Trois siècles plus tôt, en 1668, l’Allemand Friedrich Jacob Merck acquiert une officine pharmaceutique à Darmstadt. Sous l’impulsion de l’un de ses descendants, Heinrich Emanuel Merck, la firme familiale passe dès 1827 au stade de la fabrication industrielle. Ses produits vedettes sont la morphine, la codéine et la cocaïne, dont Merck a mesuré le potentiel médical et… commercial. Grâce à un usage inédit de la publicité, il exporte jusqu’aux Etats-Unis et y ouvre même une succursale. George Merck, petit-fils de Heinrich Emanuel, prend en 1891 les rênes de Merck & Co outre-Atlantique. En 1903, il ouvre une usine dans le New Jersey. L’affaire prospère et compte plus de 1.000 employés, mais au début de la Première Guerre mondiale, la famille allemande est contrainte de vendre ses parts. Habilement, George parvient à les racheter, aux enchères, en 1919. Mais il souffre de problèmes de santé et confie bientôt la direction de la firme à son fils de 31 ans, George W.

Diplômé de Harvard, ce dernier fait vite des étincelles. Son premier exploit est le rachat, deux ans après son arrivée, d’un de ses principaux concurrents, Powers-Weightman-Rosengarten. Cette fusion fait plus que doubler le chiffre d’affaires. Merck comprend alors que l’avenir des firmes pharmaceutiques ne peut plus dépendre seulement des découvertes des chercheurs universitaires et qu’il faut internaliser la R & D afin de créer un « pipeline de nouveaux produits ». En 1933, il inaugure un labo rassemblant la crème des chimistes et biologistes américains, dont de futurs Prix Nobel.

Numéro 2 mondial

Dès lors, le groupe Merck consacre à la recherche plus de 5% de son chiffre d’affaires – du jamais vu – et se trouve à l’origine de grandes avancées scientifiques : découverte et industrialisation de la vitamine B12, de la pénicilline G, de la cortisone… Quant à la streptomycine, elle contribue à éradiquer la tuberculose dans le monde développé. Compte tenu de son importance, et fidèle à sa devise, George W. en rend public le brevet.
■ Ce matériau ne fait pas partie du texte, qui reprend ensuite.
use crate::error::StoreError;
use std::fmt;

/// Separator between the environment segment and the config name in a store key.
pub const KEY_SEPARATOR: char = '/';

/// Longest config name accepted, in bytes. Names become file names, and most filesystems stop at 255.
pub const MAX_NAME_LEN: usize = 255;

/// Config names may not start with this; the prefix is kept for in-flight dump files.
pub const RESERVED_PREFIX: &str = ".cfgsynctmp.";

/// The first segment of every key: a deployment environment such as `prod` or `staging`.
///
/// Never empty and never contains the key separator, whitespace or control characters, so
/// `"<env>/"` is a prefix that no other environment shares.
#[derive(Debug, Clone, PartialEq, Eq, Hash, PartialOrd, Ord)]
pub struct Environment(String);

impl Environment {
    /// The list prefix `"<env>/"` covering exactly the keys of this environment.
    #[must_use]
    pub fn prefix(&self) -> String {
        format!("{}{KEY_SEPARATOR}", self.0)
    }

    /// The full store key `"<env>/<name>"`.
    #[must_use]
    pub fn key(&self, name: &ConfigName) -> String {
        format!("{}{KEY_SEPARATOR}{}", self.0, name.0)
    }

    #[must_use]
    pub fn as_str(&self) -> &str {
        &self.0
    }
}

impl TryFrom<&str> for Environment {
    type Error = StoreError;

    fn try_from(value: &str) -> Result<Self, StoreError> {
        if value.is_empty() {
            return Err(StoreError::InvalidName {
                message: "EMPTY".into(),
                context: Some("Environment cannot be empty".into()),
            });
        }

        if value.chars().any(|c| c == KEY_SEPARATOR || c.is_whitespace() || c.is_control()) {
            return Err(StoreError::InvalidName {
                message: value.to_owned().into(),
                context: Some("Environment contains a separator, whitespace or control character".into()),
            });
        }

        Ok(Self(value.to_owned()))
    }
}

impl TryFrom<String> for Environment {
    type Error = StoreError;

    fn try_from(value: String) -> Result<Self, StoreError> {
        Self::try_from(value.as_str())
    }
}

impl AsRef<str> for Environment {
    fn as_ref(&self) -> &str {
        &self.0
    }
}

impl fmt::Display for Environment {
    fn fmt(&self, f: &mut fmt::Formatter<'_>) -> fmt::Result {
        f.write_str(&self.0)
    }
}

/// The second key segment, also used verbatim as a file name by dump and restore.
///
/// Rejects anything that would not land as a single entry inside the target directory:
/// empty names, `.` and `..`, path separators of either platform, NUL and other control characters.
/// Names starting with [`RESERVED_PREFIX`] are refused as well.
#[derive(Debug, Clone, PartialEq, Eq, Hash, PartialOrd, Ord)]
pub struct ConfigName(String);

impl ConfigName {
    #[must_use]
    pub fn as_str(&self) -> &str {
        &self.0
    }
}

impl TryFrom<&str> for ConfigName {
    type Error = StoreError;

    fn try_from(value: &str) -> Result<Self, StoreError> {
        let reason = if value.is_empty() {
            Some("Config name cannot be empty")
        } else if value == "." || value == ".." {
            Some("Config name cannot be a relative directory reference")
        } else if value.len() > MAX_NAME_LEN {
            Some("Config name is too long")
        } else if value.chars().any(|c| c == '/' || c == '\\') {
            Some("Config name contains a path separator")
        } else if value.chars().any(char::is_control) {
            Some("Config name contains a control character")
        } else if value.starts_with(RESERVED_PREFIX) {
            Some("Config name uses the reserved temporary-file prefix")
        } else {
            None
        };

        match reason {
            Some(reason) => Err(StoreError::InvalidName {
                message: if value.is_empty() { "EMPTY".into() } else { value.escape_debug().to_string().into() },
                context: Some(reason.into()),
            }),
            None => Ok(Self(value.to_owned())),
        }
    }
}

impl TryFrom<String> for ConfigName {
    type Error = StoreError;

    fn try_from(value: String) -> Result<Self, StoreError> {
        Self::try_from(value.as_str())
    }
}

impl AsRef<str> for ConfigName {
    fn as_ref(&self) -> &str {
        &self.0
    }
}

impl fmt::Display for ConfigName {
    fn fmt(&self, f: &mut fmt::Formatter<'_>) -> fmt::Result {
        f.write_str(&self.0)
    }
}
Lorsqu’il part à la retraite, en 1950, la firme emploie 2.000 chercheurs et Merck est devenu le deuxième groupe pharmaceutique mondial. Plus des trois quarts de son portefeuille de médicaments n’existaient pas un quart de siècle auparavant, lorsque George W. en prit la tête. Et tous ses concurrents l’ont imité en misant sur la R & D.

LES LEÇONS DE SON SUCCÈS

* Pour dominer dans son secteur, il faut se doter du meilleur labo de recherche.
* Si une firme a des finances saines, elle peut absorber un concurrent plus gros qu’elle.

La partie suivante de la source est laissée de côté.